Omer Walid E, Abdulhadi Khalid, Shahbal Saad, Neudert Marcus, Siepmann Timo
Audiology Unit, ENT Section, Ambulatory Care Center, Hamad Medical Corporation, Doha 3050, Qatar.
Dresden International University, 01067 Dresden, Germany.
J Clin Med. 2024 Dec 19;13(24):7767. doi: 10.3390/jcm13247767.
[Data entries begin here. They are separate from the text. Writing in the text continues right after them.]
//! Metar and taf command implementations
//!
//! Decodes a single report given on the command line and prints either a
//! human-readable summary or the decoded record as JSON.

use super::shared::{colorize_category, or_dash, print_json};
use crate::cli::args::{OutputFormat, ReportArgs};
use crate::config::DecoderConfig;
use crate::flight_category::{classify_period, classify_with_config};
use crate::metar::decode_metar;
use crate::models::{
    DecodedReport, FlightCategory, PeriodKind, PeriodValidity, RangeQualifier, SpeedUnit,
    TafForecast, TafPeriod, TrendTimeKind, Visibility, WindDirection, WindGroup,
};
use crate::taf::decode_taf;
use anyhow::Result;
use chrono::{DateTime, Utc};
use serde::Serialize;
use tracing::info;

#[derive(Serialize)]
struct MetarOutput<'a> {
    #[serde(flatten)]
    report: &'a DecodedReport,
    category: FlightCategory,
    score: u8,
}

/// Metar command runner
pub fn run_metar(args: &ReportArgs, format: OutputFormat) -> Result<()> {
    let raw = args.raw_text();
    let reference = args.reference_time()?;
    let config = DecoderConfig::default();

    info!("Decoding METAR: {}", raw);
    let report = decode_metar(&raw);
    let (category, score) = classify_with_config(&report, &config);

    match format {
        OutputFormat::Json => print_json(&MetarOutput {
            report: &report,
            category,
            score,
        }),
        OutputFormat::Human => {
            println!("{}", format_report(&report, category, score, reference));
            Ok(())
        }
    }
}

/// Taf command runner
pub fn run_taf(args: &ReportArgs, format: OutputFormat) -> Result<()> {
    let raw = args.raw_text();
    let reference = args.reference_time()?;
    let config = DecoderConfig::default();

    info!("Decoding TAF: {}", raw);
    let forecast = decode_taf(&raw);

    match format {
        OutputFormat::Json => print_json(&forecast),
        OutputFormat::Human => {
            println!("{}", format_forecast(&forecast, &config, reference));
            Ok(())
        }
    }
}

/// Human-readable summary of a decoded observation
pub fn format_report(
    report: &DecodedReport,
    category: FlightCategory,
    score: u8,
    reference: Option<DateTime<Utc>>,
) -> String {
    let mut lines = Vec::new();

    let mut title = format!(
        "{}  observed {}",
        report.station.as_deref().unwrap_or("????"),
        or_dash(report.observation_time)
    );
    if let Some(resolved) = reference.and_then(|r| report.observation_time?.resolve(r)) {
        title.push_str(&format!(" ({})", resolved.format("%Y-%m-%d %H:%M UTC")));
    }
    if report.auto {
        title.push_str("  AUTO");
    }
    if report.nil {
        title.push_str("  NIL");
    }
    lines.push(title);

    lines.push(format!(
        "  Category     {} (score {})",
        colorize_category(category),
        score
    ));
    lines.push(format!(
        "  Wind         {}",
        report.wind.as_ref().map_or("-".to_string(), describe_wind)
    ));
    if let Some(variation) = report.wind_variation {
        lines.push(format!(
            "  Variable     {:03}° to {:03}°",
            variation.from, variation.to
        ));
    }
    lines.push(format!(
        "  Visibility   {}",
        report.visibility.as_ref().map_or("-".to_string(), describe_visibility)
    ));
    for rvr in &report.runway_visual_ranges {
        lines.push(format!("  RVR          runway {} {}", rvr.runway, rvr.range));
    }

    let clouds: Vec<String> = report.clouds.iter().map(|layer| layer.to_string()).collect();
    lines.push(format!(
        "  Clouds       {}",
        if clouds.is_empty() {
            "-".to_string()
        } else {
            clouds.join(" ")
        }
    ));
    lines.push(format!(
        "  Ceiling      {}",
        report
            .ceiling_ft()
            .map_or("-".to_string(), |ceiling| format!("{} ft", ceiling))
    ));

    if !report.phenomena.is_empty() {
        let weather: Vec<String> = report.phenomena.iter().map(|p| p.code()).collect();
        lines.push(format!("  Weather      {}", weather.join(" ")));
    }
    if let Some(temperature) = report.temperature {
        lines.push(format!(
            "  Temperature  {}°C ({:.0}°F), dewpoint {}°C",
            temperature.temperature,
            temperature.temperature_f(),
            temperature.dewpoint
        ));
    }
    if let Some(pressure) = report.pressure {
        lines.push(format!(
            "  Pressure     {:.0} hPa ({:.2} inHg)",
            pressure.hectopascals,
            pressure.inches_of_mercury()
        ));
    }
    if report.no_significant_change {
        lines.push("  Trend        NOSIG".to_string());
    }
    for period in &report.trend {
        lines.push(format!(
            "  Trend        {} {} {}",
            period_label(period.kind),
            validity_label(period),
            period.condition_text
        ));
    }
    if let Some(remarks) = &report.remarks {
        lines.push(format!("  Remarks      {}", remarks));
    }
    if !report.unrecognized.is_empty() {
        lines.push(format!("  Unrecognized {}", report.unrecognized.join(" ")));
    }

    lines.join("\n")
}

/// Human-readable period timeline of a decoded forecast
pub fn format_forecast(
    forecast: &TafForecast,
    config: &DecoderConfig,
    reference: Option<DateTime<Utc>>,
) -> String {
    let header = &forecast.header;
    let mut lines = Vec::new();

    let mut title = format!(
        "{}  issued {}  valid {}",
        header.station.as_deref().unwrap_or("????"),
        or_dash(header.issue_time),
        or_dash(header.validity)
    );
    if let Some((start, end)) = reference.and_then(|r| header.validity?.resolve(r)) {
        title.push_str(&format!(
            " ({} to {})",
            start.format("%Y-%m-%d %H:%M"),
            end.format("%Y-%m-%d %H:%M UTC")
        ));
    }
    if header.amended {
        title.push_str("  AMD");
    }
    if header.corrected {
        title.push_str("  COR");
    }
    if header.nil {
        title.push_str("  NIL");
    }
    lines.push(title);

    for period in &forecast.periods {
        let category = classify_period(&period.conditions, config);
        lines.push(format!(
            "  {:<14} {:<16} {:<8} {}",
            period_label(period.kind),
            validity_label(period),
            colorize_category(category),
            period.condition_text
        ));
    }
    if let Some(remarks) = &forecast.remarks {
        lines.push(format!("  Remarks  {}", remarks));
    }

    lines.join("\n")
}

fn describe_wind(wind: &WindGroup) -> String {
    if wind.is_calm() {
        return "calm".to_string();
    }

    let unit = match wind.unit {
        SpeedUnit::Knots => "KT",
        SpeedUnit::MetresPerSecond => "MPS",
    };
    let direction = match wind.direction {
        WindDirection::Degrees(degrees) => {
            format!("{:03}° ({})", degrees, wind.cardinal().unwrap_or("?"))
        }
        WindDirection::Variable => "variable".to_string(),
    };
    let mut text = format!("{} {} {}", direction, wind.speed, unit);
    if let Some(gust) = wind.gust {
        text.push_str(&format!(", gusts {} {}", gust, unit));
    }
    text
}

fn describe_visibility(visibility: &Visibility) -> String {
    match visibility {
        Visibility::Metres { metres, .. } => {
            format!("{} m ({:.2} sm)", metres, visibility.statute_miles())
        }
        Visibility::StatuteMiles { miles, qualifier } => {
            let prefix = match qualifier {
                Some(RangeQualifier::GreaterThan) => "more than ",
                Some(RangeQualifier::LessThan) => "less than ",
                None => "",
            };
            format!("{}{} sm", prefix, miles)
        }
        Visibility::Cavok => "CAVOK".to_string(),
    }
}

fn period_label(kind: PeriodKind) -> String {
    match kind {
        PeriodKind::Base => "BASE".to_string(),
        PeriodKind::Tempo => "TEMPO".to_string(),
        PeriodKind::Becmg => "BECMG".to_string(),
        PeriodKind::From => "FM".to_string(),
        PeriodKind::Prob {
            probability,
            tempo: true,
        } => format!("PROB{} TEMPO", probability),
        PeriodKind::Prob { probability, .. } => format!("PROB{}", probability),
    }
}

fn validity_label(period: &TafPeriod) -> String {
    match period.validity {
        PeriodValidity::Window(window) => window.to_string(),
        PeriodValidity::From(at) => format!("from {}", at),
        PeriodValidity::Unspecified if !period.trend_times.is_empty() => period
            .trend_times
            .iter()
            .map(|time| {
                let prefix = match time.kind {
                    TrendTimeKind::From => "FM",
                    TrendTimeKind::Until => "TL",
                    TrendTimeKind::At => "AT",
                };
                format!("{}{:02}{:02}", prefix, time.hour, time.minute)
            })
            .collect::<Vec<_>>()
            .join(" "),
        PeriodValidity::Unspecified => "-".to_string(),
    }
}
//! Core data structures for decoded METAR and TAF reports.
//!
//! Defines the token and group types produced by the tokenizer, the typed
//! weather groups (wind, visibility, clouds, phenomena, temperature,
//! pressure), the decoded report and forecast records, and the flight
//! category scale.

use crate::constants::{
    CARDINAL_POINTS, CLOUD_HEIGHT_MULTIPLIER, INHG_PER_HPA, KILOMETRES_PER_STATUTE_MILE,
    KMH_PER_KNOT, KNOTS_PER_MPS, METRES_PER_FOOT, STATUTE_MILES_PER_METRE,
    UNRESTRICTED_VISIBILITY_SM,
};
use chrono::{DateTime, Datelike, Duration, Months, NaiveDate, TimeZone, Utc};
use serde::{Deserialize, Serialize};
use std::fmt;

// =============================================================================
// Tokens and Groups
// =============================================================================

/// A run of non-whitespace text from a raw report and its byte offset.
///
/// A token normally covers one whitespace-delimited word. A whole-plus-fraction
/// visibility (`1 1/2SM`) is merged into a single token covering both words.
#[derive(Debug, Clone, Copy, PartialEq, Eq, Serialize)]
pub struct Token<'a> {
    pub text: &'a str,
    pub offset: usize,
}

impl Token<'_> {
    /// Byte offset one past the end of the token
    pub fn end(&self) -> usize {
        self.offset + self.text.len()
    }
}

/// Category of a classified token
#[derive(Debug, Clone, Copy, PartialEq, Eq, Hash, Serialize, Deserialize)]
pub enum GroupKind {
    ReportType,
    StationIdentifier,
    StationTime,
    ValidityWindow,
    Modifier,
    Wind,
    WindVariation,
    Visibility,
    RunwayVisualRange,
    CloudLayer,
    SkyClear,
    WeatherPhenomenon,
    NoSignificantWeather,
    TemperatureDewpoint,
    TemperatureExtreme,
    Pressure,
    Cavok,
    ChangeIndicator,
    TrendTime,
    Remark,
    Unrecognized,
}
Vestibular Hypofunction (VH) and hearing loss can affect quality of life and lead to disability, especially in the elderly. Studies investigating presbycusis and vestibular function in the aging population have been conducted separately, but few have examined the combination of both conditions in older patients, with inconsistent results that may be due to small sample sizes or heterogeneity in the methods used to assess vestibular function. We aimed to characterize the occurrence of VH in patients with presbycusis using the video head impulse test (vHIT), which is a specific and reliable assessment tool for VH. A prospective, cross-sectional study of 200 individuals was conducted at Hamad Medical Corporation-Qatar in Doha, Qatar. Adults aged 50 years and older with bilateral age-related hearing loss were screened for eligibility and those who were eligible completed the vHIT. Patient history, demographics, audiological and clinical data were collected. VH was defined as vestibulo-ocular reflex (VOR) gain of <0.79 and presence of corrective saccades. In our study population, (n = 200 mean age 64.1 ± 8.4 [Range = 37], 31.5% females), VH was identified in 12 out of 200 patients (6.0%, 95% CI: 3.3-10.1) with bilateral age-related hearing loss (ARHL), equivalent to approximately 1 in 17 patients. VH was detected in the left ear in 11 patients (5.5%, 95% CI: 2.9-9.9), the right ear in five patients (2.5%, 95% CI: 0.8-5.8), and bilaterally in four patients (2.0%, 95% CI: 0.6-5.4). In our study population, vestibular hypofunction was observed in 6% of patients with bilateral symmetrical age-related sensorineural hearing loss, suggesting that vestibular screening may be useful in this population at risk.
前庭功能减退(VH)和听力损失会影响生活质量并导致残疾,在老年人中尤为如此。针对老年人群中老年性聋和前庭功能的研究是分别进行的,但很少有研究同时考察老年患者这两种情况的组合,结果不一致,这可能是由于样本量小或评估前庭功能的方法存在异质性。我们旨在使用视频头脉冲试验(vHIT)来描述老年性聋患者中VH的发生情况,vHIT是一种针对VH的特异性且可靠的评估工具。在卡塔尔多哈的哈马德医疗公司开展了一项针对200名个体的前瞻性横断面研究。对年龄在50岁及以上、患有双侧年龄相关性听力损失的成年人进行资格筛查,符合条件者完成vHIT。收集患者病史、人口统计学资料、听力学和临床数据。VH定义为前庭眼反射(VOR)增益<0.79且存在矫正性扫视。在我们的研究人群中(n = 200,平均年龄64.1±8.4 [范围 = 37],女性占31.5%),200例双侧年龄相关性听力损失(ARHL)患者中有12例(6.0%,95%置信区间:3.3 - 10.1)被确定为VH,相当于约每17例患者中有1例。11例患者(5.5%,95%置信区间:2.9 - 9.9)左耳检测到VH,5例患者(2.5%,95%置信区间:0.8 - 5.8)右耳检测到VH,4例患者(2.0%,95%置信区间:0.6 - 5.4)双耳检测到VH。在我们的研究人群中,6%双侧对称性年龄相关性感音神经性听力损失患者存在前庭功能减退,这表明在前庭功能减退风险人群中进行前庭筛查可能有用。